Beginning to process script file:

Rootkit scan active.

No rootkits found!

Error: file "c:\documents and settings\Pc\Menu Start\Programy\Autostart\rncsys32.exe" not found!

Deletion of file "c:\documents and settings\Pc\Menu Start\Programy\Autostart\rncsys32.exe" failed!

Status: 0xc0000034 (STATUS_OBJECT_NAME_NOT_FOUND)

--> the object does not exist

Completed script processing.

*******************

Finished!

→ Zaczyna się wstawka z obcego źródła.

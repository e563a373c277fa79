//! Background Worker for Job Processing
//!
//! Claims jobs waiting for a worker, waits for the request tier to store
//! credentials, then runs the copy and records the outcome. While it holds
//! a job the worker beats on it; jobs whose worker stopped beating are put
//! back up for claiming and resume from their export checkpoint.

use chrono::{DateTime, Utc};
use std::sync::Arc;
use std::time::{Duration, Instant};
use tokio::time::sleep;
use tokio_util::sync::CancellationToken;

use crate::transfer::coordinator::{JobCoordinator, ERRORS_KEY};
use crate::transfer::copier::DataCopier;
use crate::transfer::crypto::{CredentialCipher, KeyMaterialGenerator, RandomKeyGenerator};
use crate::transfer::db::{JobStore, JobStoreExt};
use crate::transfer::error::{FailureReason, Result, TransferError};
use crate::transfer::executor::{ExecutorBackend, IdempotentImportExecutor, InMemoryBackend};
use crate::transfer::job::PortabilityJob;
use crate::transfer::registry::ProviderRegistry;
use crate::transfer::retry::RetryStrategy;
use crate::transfer::state::{AuthorizationState, JobState, WorkerKeys};
use crate::transfer::types::{AuthData, ErrorDetail, JobId};

/// Worker configuration
#[derive(Debug, Clone)]
pub struct WorkerConfig {
    /// Delay between scans for claimable jobs (ms)
    pub poll_interval_ms: u64,
    /// How long a claimed job may wait for auth data (ms)
    pub auth_timeout_ms: u64,
    /// Interval of the store check for cancellation (ms)
    pub cancel_check_ms: u64,
    /// Interval of the liveness beat on a held job (ms)
    pub heartbeat_interval_ms: u64,
    /// Silence after which a held job is given to another worker (ms)
    pub lease_timeout_ms: u64,
}

impl Default for WorkerConfig {
    fn default() -> Self {
        Self {
            poll_interval_ms: 1000,   // 1 second
            auth_timeout_ms: 300_000, // 5 minutes
            cancel_check_ms: 1000,
            heartbeat_interval_ms: 10_000,
            lease_timeout_ms: 60_000,
        }
    }
}

/// Background worker; processes one job at a time
pub struct JobWorker {
    coordinator: Arc<JobCoordinator>,
    store: Arc<dyn JobStore>,
    registry: Arc<ProviderRegistry>,
    cipher: Arc<dyn CredentialCipher>,
    key_generator: Arc<dyn KeyMaterialGenerator>,
    executor_backend: Arc<dyn ExecutorBackend>,
    retry: RetryStrategy,
    config: WorkerConfig,
}

impl JobWorker {
    pub fn new(
        coordinator: Arc<JobCoordinator>,
        registry: Arc<ProviderRegistry>,
        cipher: Arc<dyn CredentialCipher>,
        config: WorkerConfig,
    ) -> Self {
        Self {
            store: coordinator.store().clone(),
            coordinator,
            registry,
            cipher,
            key_generator: Arc::new(RandomKeyGenerator),
            executor_backend: Arc::new(InMemoryBackend),
            retry: RetryStrategy::default(),
            config,
        }
    }

    pub fn with_key_generator(mut self, key_generator: Arc<dyn KeyMaterialGenerator>) -> Self {
        self.key_generator = key_generator;
        self
    }

    pub fn with_executor_backend(mut self, backend: Arc<dyn ExecutorBackend>) -> Self {
        self.executor_backend = backend;
        self
    }

    pub fn with_retry(mut self, retry: RetryStrategy) -> Self {
        self.retry = retry;
        self
    }

    /// Run the worker loop until `shutdown` fires
    pub async fn run(&self, shutdown: CancellationToken) {
        log::info!(
            "Job worker started (poll_interval={}ms, auth_timeout={}ms, lease_timeout={}ms)",
            self.config.poll_interval_ms,
            self.config.auth_timeout_ms,
            self.config.lease_timeout_ms
        );

        while !shutdown.is_cancelled() {
            match self.run_once().await {
                // look for more work right away
                Ok(Some(_)) => continue,
                Ok(None) => {}
                Err(e) => log::error!("Error processing job: {}", e),
            }

            tokio::select! {
                _ = shutdown.cancelled() => break,
                _ = sleep(Duration::from_millis(self.config.poll_interval_ms)) => {}
            }
        }

        log::info!("Job worker stopped");
    }

    /// Start the worker in a background task
    pub fn spawn(self: Arc<Self>, shutdown: CancellationToken) -> tokio::task::JoinHandle<()> {
        tokio::spawn(async move {
            self.run(shutdown).await;
        })
    }

    /// Claim and process at most one job
    ///
    /// Jobs held by a silent worker are released first. Returns the id of
    /// the processed job, or `None` when nothing was claimable or another
    /// worker won the claim.
    pub async fn run_once(&self) -> Result<Option<JobId>> {
        self.release_stale_jobs().await?;

        let Some(job_id) = self
            .store
            .find_first_job(AuthorizationState::PendingWorkerAssignment)
            .await?
        else {
            return Ok(None);
        };

        let keys = self.key_generator.generate();
        if !self.coordinator.claim_job(job_id, keys.clone()).await? {
            log::debug!("Job {}: claimed by another worker", job_id);
            return Ok(None);
        }

        self.process(job_id, &keys).await?;
        Ok(Some(job_id))
    }

    async fn release_stale_jobs(&self) -> Result<()> {
        let Some(deadline) = self.lease_deadline() else {
            return Ok(());
        };
        for job_id in self.store.find_stale_jobs(deadline).await? {
            if let Err(e) = self.coordinator.release_stale(job_id, deadline).await {
                log::warn!("Job {}: could not release stale lease: {}", job_id, e);
            }
        }
        Ok(())
    }

    fn lease_deadline(&self) -> Option<DateTime<Utc>> {
        let lease = chrono::Duration::from_std(Duration::from_millis(self.config.lease_timeout_ms)).ok()?;
        Utc::now().checked_sub_signed(lease)
    }

    async fn process(&self, job_id: JobId, keys: &WorkerKeys) -> Result<()> {
        let job = match self.wait_for_auth_data(job_id, keys).await {
            Ok(job) => job,
            Err(TransferError::AuthorizationTimedOut(_)) => {
                log::warn!("Job {}: no auth data after {}ms", job_id, self.config.auth_timeout_ms);
                let reason = FailureReason::AuthorizationTimedOut.to_string();
                self.coordinator.mark_failed(job_id, &reason).await?;
                return Ok(());
            }
            Err(TransferError::Canceled(_)) => {
                log::info!("Job {}: canceled before auth data arrived", job_id);
                return Ok(());
            }
            Err(TransferError::LeaseLost(_)) => {
                log::warn!("Job {}: lease lost before auth data arrived", job_id);
                return Ok(());
            }
            Err(e) => return Err(e),
        };

        let executor = Arc::new(IdempotentImportExecutor::new(self.executor_backend.clone()));
        let outcome = self.execute(&job, keys, executor.clone()).await;
        if let Err(TransferError::LeaseLost(_)) = outcome {
            log::warn!("Job {}: lease lost, leaving the job to its new worker", job_id);
            return Ok(());
        }

        let errors: Vec<ErrorDetail> = executor.get_errors();
        self.store.store_json(job_id, ERRORS_KEY, &errors).await?;

        match outcome {
            Ok(_) => {
                self.coordinator.mark_complete(job_id).await?;
                log::info!("Job {}: completed with {} item errors", job_id, errors.len());
            }
            Err(TransferError::Canceled(_)) => {
                log::info!("Job {}: canceled, committed imports kept", job_id);
            }
            Err(e) => {
                let reason = FailureReason::from_error(&e);
                log::error!("Job {}: failed ({}): {}", job_id, reason, e);
                self.coordinator.mark_failed(job_id, &reason.to_string()).await?;
            }
        }
        Ok(())
    }

    async fn wait_for_auth_data(&self, job_id: JobId, keys: &WorkerKeys) -> Result<PortabilityJob> {
        let deadline = Instant::now() + Duration::from_millis(self.config.auth_timeout_ms);
        let mut last_beat = Instant::now();

        loop {
            let job = self.poll_job(job_id, keys, &mut last_beat).await?;
            if job.state.is_terminal() {
                return Err(TransferError::Canceled(job_id));
            }
            if job.job_authorization.encrypted_public_key() != Some(keys.public_key.as_str()) {
                return Err(TransferError::LeaseLost(job_id));
            }
            if job.authorization_state() == AuthorizationState::AssignedWithAuthData {
                return Ok(job);
            }
            if Instant::now() >= deadline {
                return Err(TransferError::AuthorizationTimedOut(job_id));
            }
            sleep(Duration::from_millis(self.config.poll_interval_ms)).await;
        }
    }

    async fn execute(
        &self,
        job: &PortabilityJob,
        keys: &WorkerKeys,
        executor: Arc<IdempotentImportExecutor>,
    ) -> Result<Vec<ErrorDetail>> {
        let export_auth = self.decrypt_auth(job.job_authorization.encrypted_export_auth_data(), keys)?;
        let import_auth = self.decrypt_auth(job.job_authorization.encrypted_import_auth_data(), keys)?;

        if self.coordinator.mark_in_progress(job.id).await? != JobState::InProgress {
            return Err(TransferError::Canceled(job.id));
        }

        let data_type = job.transfer_data_type;
        let exporter = self.registry.exporter(&job.export_service, data_type)?;
        let importer = self.registry.importer(&job.import_service, data_type)?;
        executor.bind_to_job(job.id)?;

        log::info!(
            "Job {}: copying {} from {} to {}",
            job.id,
            data_type,
            job.export_service,
            job.import_service
        );
        let cancel = CancellationToken::new();
        let copier = DataCopier::new(job.id, exporter, importer, executor, self.store.clone())
            .with_retry(self.retry.clone())
            .with_cancellation(cancel.clone());

        let copy = copier.copy(&export_auth, &import_auth);
        let watch = self.watch(job.id, keys, cancel);
        tokio::pin!(copy);
        tokio::pin!(watch);

        let stop = tokio::select! {
            result = &mut copy => return result,
            stop = &mut watch => stop,
        };

        // the traversal stops at its next cancellation check
        match copy.await {
            Err(TransferError::Canceled(_)) => Err(stop),
            other => other,
        }
    }

    /// Read the job, beating on it when a beat is due
    async fn poll_job(
        &self,
        job_id: JobId,
        keys: &WorkerKeys,
        last_beat: &mut Instant,
    ) -> Result<PortabilityJob> {
        if last_beat.elapsed() < Duration::from_millis(self.config.heartbeat_interval_ms) {
            return self.coordinator.get(job_id).await;
        }
        *last_beat = Instant::now();
        self.coordinator.heartbeat(job_id, &keys.public_key).await
    }

    /// Keep the lease alive; fire `cancel` once the job ends or is taken over
    ///
    /// Returns the reason the copy has to stop.
    async fn watch(&self, job_id: JobId, keys: &WorkerKeys, cancel: CancellationToken) -> TransferError {
        let interval = Duration::from_millis(self.config.cancel_check_ms);
        let mut last_beat = Instant::now();

        let stop = loop {
            sleep(interval).await;
            match self.poll_job(job_id, keys, &mut last_beat).await {
                Ok(job) if job.state.is_terminal() => {
                    log::info!("Job {}: {} while running, stopping", job_id, job.state);
                    break TransferError::Canceled(job_id);
                }
                Ok(_) => {}
                Err(TransferError::LeaseLost(_)) => break TransferError::LeaseLost(job_id),
                Err(TransferError::JobNotFound(_)) => {
                    log::warn!("Job {}: removed while running", job_id);
                    break TransferError::Canceled(job_id);
                }
                Err(e) => log::warn!("Job {}: liveness check failed: {}", job_id, e),
            }
        };
        cancel.cancel();
        stop
    }

    fn decrypt_auth(&self, blob: Option<&str>, keys: &WorkerKeys) -> Result<AuthData> {
        let blob = blob.ok_or_else(|| TransferError::Crypto("job has no auth data".to_string()))?;
        let plaintext = self.cipher.decrypt(&keys.private_key, blob)?;
        Ok(serde_json::from_str(&plaintext)?)
    }
}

Terminate.


(deFco247) #4

Widać to była tylko pozostałość po tym wirusie.

Więc jest czysto. :))

Otwórz Notatnik i wklej do niego:

REGEDIT4


[HKLM\software\microsoft\windows\run\currentversion\startupfolder\c:^documents and settings^pc^menu start^programy^autostart^rncsys32.exe]

Plik zapisz jako typ wszystkie pliki pod nazwą plik.reg - uruchom powstały plik i potwierdź chęć dodania do rejestru.

Usuń Avenger z dysku.

Menu Start - Uruchom... - Combofix /u

Usuń zbędniki z autostartu.


(Daniello Daniel) #5

wielgaśne dzięki................pozdro.